What you have to do: Please return only the lines from the one holding "pub const DEFAULT_PRECISION: u32 = 3;" through the one holding "pub const DEFAULT_PREVIEW_CHARS: usize = 200;", exactly as they appear in the records below, both ends included.

+ + + + +

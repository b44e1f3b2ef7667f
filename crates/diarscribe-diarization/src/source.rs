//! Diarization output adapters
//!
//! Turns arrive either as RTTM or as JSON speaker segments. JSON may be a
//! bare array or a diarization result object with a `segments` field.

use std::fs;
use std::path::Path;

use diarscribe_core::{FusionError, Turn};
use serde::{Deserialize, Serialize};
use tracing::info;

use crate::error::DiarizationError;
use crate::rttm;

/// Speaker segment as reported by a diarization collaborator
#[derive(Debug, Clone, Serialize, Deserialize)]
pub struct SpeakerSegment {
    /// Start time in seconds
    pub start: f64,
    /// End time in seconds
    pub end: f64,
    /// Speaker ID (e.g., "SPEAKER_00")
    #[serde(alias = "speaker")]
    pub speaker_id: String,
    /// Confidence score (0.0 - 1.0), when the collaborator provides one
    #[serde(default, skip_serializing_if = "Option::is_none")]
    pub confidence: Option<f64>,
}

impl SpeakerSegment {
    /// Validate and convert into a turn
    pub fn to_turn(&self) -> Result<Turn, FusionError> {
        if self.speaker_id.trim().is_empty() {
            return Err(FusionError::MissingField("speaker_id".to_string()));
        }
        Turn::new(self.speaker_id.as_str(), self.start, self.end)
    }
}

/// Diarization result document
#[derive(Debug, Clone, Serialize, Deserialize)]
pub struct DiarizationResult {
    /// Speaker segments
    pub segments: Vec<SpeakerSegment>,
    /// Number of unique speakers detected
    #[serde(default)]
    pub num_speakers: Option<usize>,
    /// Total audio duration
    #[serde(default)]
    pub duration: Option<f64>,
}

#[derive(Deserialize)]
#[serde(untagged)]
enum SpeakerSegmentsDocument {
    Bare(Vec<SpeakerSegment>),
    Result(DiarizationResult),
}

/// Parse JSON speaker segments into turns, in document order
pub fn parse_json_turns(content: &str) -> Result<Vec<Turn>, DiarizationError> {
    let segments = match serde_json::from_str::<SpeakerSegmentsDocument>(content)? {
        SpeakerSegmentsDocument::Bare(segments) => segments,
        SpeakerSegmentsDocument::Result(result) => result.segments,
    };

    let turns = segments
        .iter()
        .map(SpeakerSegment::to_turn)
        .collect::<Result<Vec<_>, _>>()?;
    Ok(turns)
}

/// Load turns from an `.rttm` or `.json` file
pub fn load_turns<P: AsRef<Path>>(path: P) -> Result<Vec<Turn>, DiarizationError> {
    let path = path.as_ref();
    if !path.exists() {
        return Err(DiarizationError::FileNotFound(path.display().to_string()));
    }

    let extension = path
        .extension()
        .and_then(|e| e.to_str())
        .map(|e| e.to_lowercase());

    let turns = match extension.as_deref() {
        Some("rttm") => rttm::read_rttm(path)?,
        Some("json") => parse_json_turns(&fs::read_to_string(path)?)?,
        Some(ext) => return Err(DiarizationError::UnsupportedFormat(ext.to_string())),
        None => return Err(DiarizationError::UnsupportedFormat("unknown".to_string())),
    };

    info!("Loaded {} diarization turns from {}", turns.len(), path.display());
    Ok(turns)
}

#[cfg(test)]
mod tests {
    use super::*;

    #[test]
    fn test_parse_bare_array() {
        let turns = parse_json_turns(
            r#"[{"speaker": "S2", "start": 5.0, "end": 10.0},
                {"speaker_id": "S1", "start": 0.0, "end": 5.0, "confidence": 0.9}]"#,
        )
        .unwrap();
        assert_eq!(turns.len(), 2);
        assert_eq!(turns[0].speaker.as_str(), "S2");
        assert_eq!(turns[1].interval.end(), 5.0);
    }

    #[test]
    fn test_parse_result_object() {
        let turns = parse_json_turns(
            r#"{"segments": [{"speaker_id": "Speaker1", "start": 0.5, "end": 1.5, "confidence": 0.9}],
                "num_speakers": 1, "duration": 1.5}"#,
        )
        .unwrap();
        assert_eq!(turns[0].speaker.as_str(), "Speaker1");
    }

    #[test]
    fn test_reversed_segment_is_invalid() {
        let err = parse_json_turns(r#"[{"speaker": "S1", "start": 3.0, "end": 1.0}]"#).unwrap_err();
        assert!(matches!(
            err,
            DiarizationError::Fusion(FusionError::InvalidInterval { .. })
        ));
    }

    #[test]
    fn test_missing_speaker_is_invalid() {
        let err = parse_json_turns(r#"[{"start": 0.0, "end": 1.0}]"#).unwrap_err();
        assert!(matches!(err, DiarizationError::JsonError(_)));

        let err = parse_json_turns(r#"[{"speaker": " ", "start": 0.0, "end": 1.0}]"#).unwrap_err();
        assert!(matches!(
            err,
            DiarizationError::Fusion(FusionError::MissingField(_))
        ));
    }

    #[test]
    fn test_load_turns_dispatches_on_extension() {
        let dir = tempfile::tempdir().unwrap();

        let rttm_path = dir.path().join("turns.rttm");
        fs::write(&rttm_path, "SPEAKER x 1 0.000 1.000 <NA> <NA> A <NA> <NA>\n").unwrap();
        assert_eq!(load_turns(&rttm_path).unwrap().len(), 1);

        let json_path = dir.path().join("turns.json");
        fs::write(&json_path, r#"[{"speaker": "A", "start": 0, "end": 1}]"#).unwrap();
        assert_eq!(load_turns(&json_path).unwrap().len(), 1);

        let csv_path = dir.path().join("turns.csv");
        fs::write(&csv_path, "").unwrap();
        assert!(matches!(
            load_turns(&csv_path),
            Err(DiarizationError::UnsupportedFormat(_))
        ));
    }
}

+ + + + +

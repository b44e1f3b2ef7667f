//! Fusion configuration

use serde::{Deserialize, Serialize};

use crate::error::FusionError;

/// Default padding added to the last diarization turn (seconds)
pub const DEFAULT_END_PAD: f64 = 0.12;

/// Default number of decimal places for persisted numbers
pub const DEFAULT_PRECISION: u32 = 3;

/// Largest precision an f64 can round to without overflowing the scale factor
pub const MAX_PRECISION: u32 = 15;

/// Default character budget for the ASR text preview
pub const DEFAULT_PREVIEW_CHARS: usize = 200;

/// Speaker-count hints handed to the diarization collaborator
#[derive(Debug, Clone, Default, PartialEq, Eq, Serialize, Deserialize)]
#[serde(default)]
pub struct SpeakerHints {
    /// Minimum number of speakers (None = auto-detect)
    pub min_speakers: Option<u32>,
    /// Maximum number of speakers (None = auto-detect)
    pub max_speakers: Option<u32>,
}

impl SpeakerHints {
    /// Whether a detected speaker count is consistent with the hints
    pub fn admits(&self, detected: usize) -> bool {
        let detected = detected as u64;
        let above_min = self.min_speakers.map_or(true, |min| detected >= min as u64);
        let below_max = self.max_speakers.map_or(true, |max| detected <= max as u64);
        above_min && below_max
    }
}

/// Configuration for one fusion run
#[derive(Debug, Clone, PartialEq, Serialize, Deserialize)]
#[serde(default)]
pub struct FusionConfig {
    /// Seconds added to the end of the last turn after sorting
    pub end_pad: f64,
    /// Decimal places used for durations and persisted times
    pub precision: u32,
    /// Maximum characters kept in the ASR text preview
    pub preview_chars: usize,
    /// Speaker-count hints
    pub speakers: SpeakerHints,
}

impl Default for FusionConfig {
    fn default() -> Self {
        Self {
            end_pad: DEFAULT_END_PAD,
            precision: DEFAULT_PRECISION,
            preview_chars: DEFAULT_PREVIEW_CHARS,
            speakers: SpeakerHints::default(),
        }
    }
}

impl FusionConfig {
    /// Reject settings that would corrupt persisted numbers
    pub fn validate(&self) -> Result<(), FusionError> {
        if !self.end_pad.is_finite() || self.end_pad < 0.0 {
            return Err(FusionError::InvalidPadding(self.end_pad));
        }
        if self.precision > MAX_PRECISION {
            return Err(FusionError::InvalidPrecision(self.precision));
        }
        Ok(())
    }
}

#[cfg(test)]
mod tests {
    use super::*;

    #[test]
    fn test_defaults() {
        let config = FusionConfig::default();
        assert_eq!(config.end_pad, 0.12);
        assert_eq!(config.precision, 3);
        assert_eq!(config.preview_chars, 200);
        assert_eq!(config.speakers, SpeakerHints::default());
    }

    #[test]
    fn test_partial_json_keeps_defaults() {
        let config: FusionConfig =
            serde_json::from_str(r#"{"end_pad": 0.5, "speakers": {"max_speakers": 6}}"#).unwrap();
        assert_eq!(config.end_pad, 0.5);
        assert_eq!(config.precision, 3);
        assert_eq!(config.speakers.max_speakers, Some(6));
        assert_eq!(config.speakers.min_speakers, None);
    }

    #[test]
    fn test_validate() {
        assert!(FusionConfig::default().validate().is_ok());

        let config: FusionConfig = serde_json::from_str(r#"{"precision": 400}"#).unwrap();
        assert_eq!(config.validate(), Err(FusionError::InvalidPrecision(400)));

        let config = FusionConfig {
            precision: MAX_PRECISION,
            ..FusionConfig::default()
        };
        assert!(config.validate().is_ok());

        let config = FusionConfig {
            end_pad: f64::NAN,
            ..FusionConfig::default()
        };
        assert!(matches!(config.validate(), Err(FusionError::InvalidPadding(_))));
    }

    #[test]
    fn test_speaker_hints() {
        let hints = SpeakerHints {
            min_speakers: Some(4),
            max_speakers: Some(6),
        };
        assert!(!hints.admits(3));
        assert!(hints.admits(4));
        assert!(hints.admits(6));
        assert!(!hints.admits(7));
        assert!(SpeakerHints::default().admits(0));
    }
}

+ + + + +

Finished exercise:
pub const DEFAULT_PRECISION: u32 = 3;

/// Largest precision an f64 can round to without overflowing the scale factor
pub const MAX_PRECISION: u32 = 15;

/// Default character budget for the ASR text preview
pub const DEFAULT_PREVIEW_CHARS: usize = 200;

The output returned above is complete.